Tumor suppressor genes and the tumor microenvironment in hepatocellular carcinoma
Liver cancer is the third most common cause of cancer related death worldwide and more than 85% of liver carcinomas are hepatocellular carcinomas (HCC). The high mortality rate of HCC is mainly caused by metastasis or by de novo tumor formation in the diseased liver. Thus, liver inflammation, fibrosis and cirrhosis are the most important contributors to HCC development and progression. One of the key pathways is the interleukin-6 signaling pathway which facilitates the interplay between infiltrating immune cells and tumor cells in the tumor microenvironment of the liver. Although significant progress has been made in the HCC field, the molecular mechanisms and signaling pathways underlying HCC development and progression are still poorly understood. To better understand this aggressive tumor type, we are using cohort-based multi omics approaches, cell culture-based analyses and animal experiments.

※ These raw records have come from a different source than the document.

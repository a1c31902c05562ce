use sqlx::PgPool;

use crate::auth::password::verify_password;
use crate::database::queries::users;
use crate::error::ApiError;
use crate::middleware::auth::Identity;

/// Check a submitted credential (username or email) and password against the
/// stored record.
///
/// Unknown user and wrong password produce the same `InvalidCredentials`
/// failure, so a caller cannot probe which usernames exist. On success the
/// returned identity carries only non-secret fields.
pub async fn verify_credentials(
    pool: &PgPool,
    credential: &str,
    password: &str,
) -> Result<Identity, ApiError> {
    let user = users::find_by_credential(pool, credential)
        .await
        .map_err(|e| {
            tracing::error!("credential lookup failed: {}", e);
            ApiError::internal_server_error("An error occurred while processing your request")
        })?;

    let Some(user) = user else {
        return Err(ApiError::InvalidCredentials);
    };

    if !verify_password(password, &user.hashed_password) {
        return Err(ApiError::InvalidCredentials);
    }

    Ok(Identity {
        id: user.id,
        email: user.email,
        username: user.username,
    })
}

We found that chromosome 8p, which exhibits the highest frequency (45%) of genomic copy number loss, is associated with poor outcome (Roessler et al. Gastroenterology 2012). In addition, we also identified tumor suppressor genes SORBS3 and SH2D4A on chromosome 8p. Interestingly, the gene expression profiles of patients with chromosome 8p deletion are characteristic of the inhibition of interleukin-6 (IL-6) signal transduction (Ploeger et al. Hepatology, 2016). IL-6 signaling plays a crucial role in the tumor microenvironment by promoting inflammation, tumor development and metastasis. Therefore, we investigated the role of chromosome 8p genes in IL-6 signaling and could demonstrate that the tumor suppressor genes SH2D4A and SORBS3 collaborate to inhibit STAT3/IL-6 signaling in HCC cells. Currently, we are seeking to identify essential genes in chromosome 8p deficient HCC cells which may be represent vulnerabilities of these tumors.

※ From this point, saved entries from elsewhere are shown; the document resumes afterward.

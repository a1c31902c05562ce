use sqlx::{postgres::PgPoolOptions, PgPool};
use std::sync::Arc;
use std::time::Duration;
use thiserror::Error;
use tokio::sync::RwLock;
use tracing::info;

use crate::config;

/// Errors from DatabaseManager
#[derive(Debug, Error)]
pub enum DatabaseError {
    #[error("Missing configuration: {0}")]
    ConfigMissing(&'static str),

    #[error("Invalid database URL")]
    InvalidDatabaseUrl,

    #[error("Not found: {0}")]
    NotFound(String),

    #[error(transparent)]
    Sqlx(#[from] sqlx::Error),
}

/// Centralized connection pool manager
///
/// The pool is created lazily on first use and shared by all in-flight
/// requests for the lifetime of the process.
pub struct DatabaseManager {
    pool: Arc<RwLock<Option<PgPool>>>,
}

impl DatabaseManager {
    fn instance() -> &'static DatabaseManager {
        use std::sync::OnceLock;
        static INSTANCE: OnceLock<DatabaseManager> = OnceLock::new();
        INSTANCE.get_or_init(|| DatabaseManager {
            pool: Arc::new(RwLock::new(None)),
        })
    }

    /// Get the shared connection pool, creating it on first use
    pub async fn pool() -> Result<PgPool, DatabaseError> {
        let manager = Self::instance();

        // Fast path: try read lock
        {
            let pool = manager.pool.read().await;
            if let Some(pool) = pool.as_ref() {
                return Ok(pool.clone());
            }
        }

        let database_url = std::env::var("DATABASE_URL")
            .map_err(|_| DatabaseError::ConfigMissing("DATABASE_URL"))?;

        let db_config = &config::config().database;
        let pool = PgPoolOptions::new()
            .max_connections(db_config.max_connections)
            .acquire_timeout(Duration::from_secs(db_config.connection_timeout))
            .connect(&database_url)
            .await?;

        {
            let mut slot = manager.pool.write().await;
            *slot = Some(pool.clone());
        }

        info!("Created database pool");
        Ok(pool)
    }

    /// Pings the pool to ensure connectivity
    pub async fn health_check() -> Result<(), DatabaseError> {
        let pool = Self::pool().await?;
        sqlx::query("SELECT 1").execute(&pool).await?;
        Ok(())
    }
}
pub mod review_images;
pub mod reviews;
pub mod spot_images;
pub mod spots;
pub mod users;

/// Postgres unique-constraint violation (SQLSTATE 23505).
///
/// The reviews table's unique index is the authoritative duplicate-review
/// guard; callers translate this into the same conflict error the
/// application-level check produces.
pub fn is_unique_violation(err: &sqlx::Error) -> bool {
    match err {
        sqlx::Error::Database(db) => db.code().as_deref() == Some("23505"),
        _ => false,
    }
}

Integration of multi-omics data and cohort-based analyses in cholangiocarcinoma
Cholangiocarcinoma (CCA) is a rare, highly aggressive and often fatal tumor of the bile ducts. According to their anatomical location, CCAs are classified as intrahepatic (iCCA), perihilar (pCCA) and distal CCA (dCCA). Cholelithiasis, primary sclerosing cholangitis (PSC), infection with the liver fluke parasites O. viverrini or C. sinensis have been described as risk factors in CCA. Our current research focuses on the molecular profiling of CCA using DNA methylation microarrays and genomic sequencing to identify patient subgroups. Recently, we were able to show that in intrahepatic CCA, four prognostically relevant patient subgroups can be distinguished by the integration of DNA methylation, genomic alterations, and mutations (Goeppert, Toth et al. Hepatology, 2019). Furthermore, we demonstrated that PSC-associated CCA show a distinct extrahepatic morpho-molecular phenotype, independent of the anatomical location of the tumor (Goeppert, Folseraas, Roessler et al. Hepatology, 2020). To pinpoint the development of CCA, we are delineating early precursor lesions and aim at identifying the cell-of-origin of CCA subgroups (Goeppert et al. Gut, 2021).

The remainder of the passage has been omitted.